Monday, April 23, 2018


Alan Meltzer: 
A Generous Man of Music
Alan Meltzer, who died on Halloween 2011 at the age of 67, left a rather unusual will: He bequeathed $1 million to his chauffeur, and another half million to the doorman at the Manhattan building in which he lived.
Meltzer, who had a home on Old Branchville Road in the 1980s and 1990s, was a wealthy music entrepreneur whom The New York Post described as “the colorful former head of the New
York-based Wind-Up Records and a celebrity high-stakes poker player.”

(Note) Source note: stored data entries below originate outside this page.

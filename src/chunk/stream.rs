use crate::protocol::{RtmpPacket, RtmpHeader};

/// Per chunk stream reassembly state
#[derive(Debug, Clone, Default)]
pub struct ChunkStreamContext {
    /// Last header received on a type 0, 1 or 2 chunk
    pub prev_header: Option<RtmpHeader>,

    /// Whether the last full header used the extended timestamp field
    pub extended_timestamp: bool,

    /// Partial message being assembled
    message_buffer: Vec<u8>,

    /// Bytes remaining for current message
    bytes_remaining: usize,
}

impl ChunkStreamContext {
    /// Create new chunk stream context
    pub fn new() -> Self {
        Self::default()
    }

    /// Check if currently assembling a message
    pub fn is_assembling(&self) -> bool {
        self.bytes_remaining > 0
    }

    pub fn bytes_remaining(&self) -> usize {
        self.bytes_remaining
    }

    /// Start new message, dropping any partial one
    pub fn start_message(&mut self, header: RtmpHeader, extended_timestamp: bool) {
        self.prev_header = Some(header);
        self.extended_timestamp = extended_timestamp;
        self.bytes_remaining = header.message_length as usize;
        self.message_buffer.clear();
        self.message_buffer.reserve(header.message_length as usize);
    }

    /// Add chunk data to message buffer; returns the packet once complete
    pub fn add_chunk_data(&mut self, data: &[u8]) -> Option<RtmpPacket> {
        self.message_buffer.extend_from_slice(data);
        self.bytes_remaining = self.bytes_remaining.saturating_sub(data.len());

        if self.bytes_remaining > 0 {
            return None;
        }

        let header = self.prev_header?;
        Some(RtmpPacket::new(header, std::mem::take(&mut self.message_buffer)))
    }
}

Wind-Up, which has produced recordings for Creed, Evanescence, Seether, and many other artists, is one of the largest independently owned record labels in the world; the company says it’s been responsible for establishing many multi-platinum and diamond artists. (Creed’s three CDs had by 2003 sold 30 million copies.)

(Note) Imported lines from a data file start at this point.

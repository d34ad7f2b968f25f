mod buffer;
mod error;
mod crypto;
mod time;

pub use buffer::*;
pub use error::*;
pub use crypto::*;
pub use time::*;
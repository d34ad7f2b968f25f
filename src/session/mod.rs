mod media;
mod negotiation;
mod state;

pub use media::*;
pub use negotiation::*;
pub use state::*;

But when he and his wife, Diana, moved to Ridgefield, Alan Meltzer was involved in the retail side of music instead of production. He’d owned Titus Oaks Records, a small music chain in Long Island and, after moving here, opened Rainbow Records at 88 Danbury Road.

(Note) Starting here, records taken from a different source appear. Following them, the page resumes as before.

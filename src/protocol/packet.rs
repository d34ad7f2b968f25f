use crate::protocol::constants::*;

/// A complete logical RTMP message, independent of its chunk framing
#[derive(Debug, Clone, PartialEq)]
pub struct RtmpPacket {
    pub header: RtmpHeader,
    pub payload: Vec<u8>,
}

impl RtmpPacket {
    /// Create new packet
    pub fn new(header: RtmpHeader, payload: Vec<u8>) -> Self {
        RtmpPacket { header, payload }
    }

    /// Build a packet with an absolute timestamp; the length comes from the payload
    pub fn with_payload(message_type: u8, timestamp: u32, message_stream_id: u32, payload: Vec<u8>) -> Self {
        let header = RtmpHeader::new(timestamp, payload.len() as u32, message_type, message_stream_id);
        RtmpPacket { header, payload }
    }

    /// Get message type
    pub fn message_type(&self) -> u8 {
        self.header.message_type
    }

    /// Get message stream ID
    pub fn message_stream_id(&self) -> u32 {
        self.header.message_stream_id
    }

    /// Get timestamp
    pub fn timestamp(&self) -> u32 {
        self.header.timestamp
    }

    /// Check if this is an audio packet
    pub fn is_audio(&self) -> bool {
        self.header.message_type == MSG_TYPE_AUDIO
    }

    /// Check if this is a video packet
    pub fn is_video(&self) -> bool {
        self.header.message_type == MSG_TYPE_VIDEO
    }

    /// Check if this is a command message
    pub fn is_command(&self) -> bool {
        self.header.message_type == MSG_TYPE_COMMAND_AMF0 ||
            self.header.message_type == MSG_TYPE_COMMAND_AMF3
    }

    /// Check if this is a data message
    pub fn is_data(&self) -> bool {
        self.header.message_type == MSG_TYPE_DATA_AMF0 ||
            self.header.message_type == MSG_TYPE_DATA_AMF3
    }

    /// Check if this is a control message
    pub fn is_control(&self) -> bool {
        matches!(self.header.message_type,
            MSG_TYPE_SET_CHUNK_SIZE |
            MSG_TYPE_ABORT |
            MSG_TYPE_ACK |
            MSG_TYPE_USER_CONTROL |
            MSG_TYPE_WINDOW_ACK |
            MSG_TYPE_SET_PEER_BW)
    }
}

#[derive(Debug, Clone, Copy, PartialEq, Eq)]
pub struct RtmpHeader {
    /// Absolute timestamp in ms, or a delta when `timestamp_is_delta` is set
    pub timestamp: u32,
    pub message_length: u32,
    pub message_type: u8,
    pub message_stream_id: u32,
    pub timestamp_is_delta: bool,
}

impl RtmpHeader {
    /// Create new header
    pub fn new(
        timestamp: u32,
        message_length: u32,
        message_type: u8,
        message_stream_id: u32,
    ) -> Self {
        RtmpHeader {
            timestamp,
            message_length,
            message_type,
            message_stream_id,
            timestamp_is_delta: false,
        }
    }

    /// Mark the timestamp as a delta from the previous message on the chunk stream
    pub fn as_delta(mut self) -> Self {
        self.timestamp_is_delta = true;
        self
    }

    /// Check if timestamp needs the extended field (>= 0xFFFFFF)
    pub fn has_extended_timestamp(&self) -> bool {
        self.timestamp >= 0xFFFFFF
    }

    /// Get timestamp for the 24-bit wire field
    pub fn wire_timestamp(&self) -> u32 {
        if self.has_extended_timestamp() {
            0xFFFFFF
        } else {
            self.timestamp
        }
    }
}

pub fn make_audio_packet(data: Vec<u8>, timestamp: u32, stream_id: u32) -> RtmpPacket {
    RtmpPacket::with_payload(MSG_TYPE_AUDIO, timestamp, stream_id, data)
}

pub fn make_video_packet(data: Vec<u8>, timestamp: u32, stream_id: u32) -> RtmpPacket {
    RtmpPacket::with_payload(MSG_TYPE_VIDEO, timestamp, stream_id, data)
}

In 1985 he founded CD One Stop, a wholesaler of pre-recorded music. The business, which operated out his house here, was called the first of its kind to distribute only compact discs. Later merged into CDNow, it eventually became part of Amazon.com.
Meltzer was also a serious poker player, and frequently appeared on televised poker programs.
Tragedy struck in 1991. The Meltzers’ only child, Michael, a 20-year-old honors student at Syracuse University and a 1989 Ridgefield High School graduate, was killed in an auto accident on Danbury Road. In Michael’s memory, the couple established a scholarship for music and art students graduating from RHS that has given away tens of thousands of dollars in the years since.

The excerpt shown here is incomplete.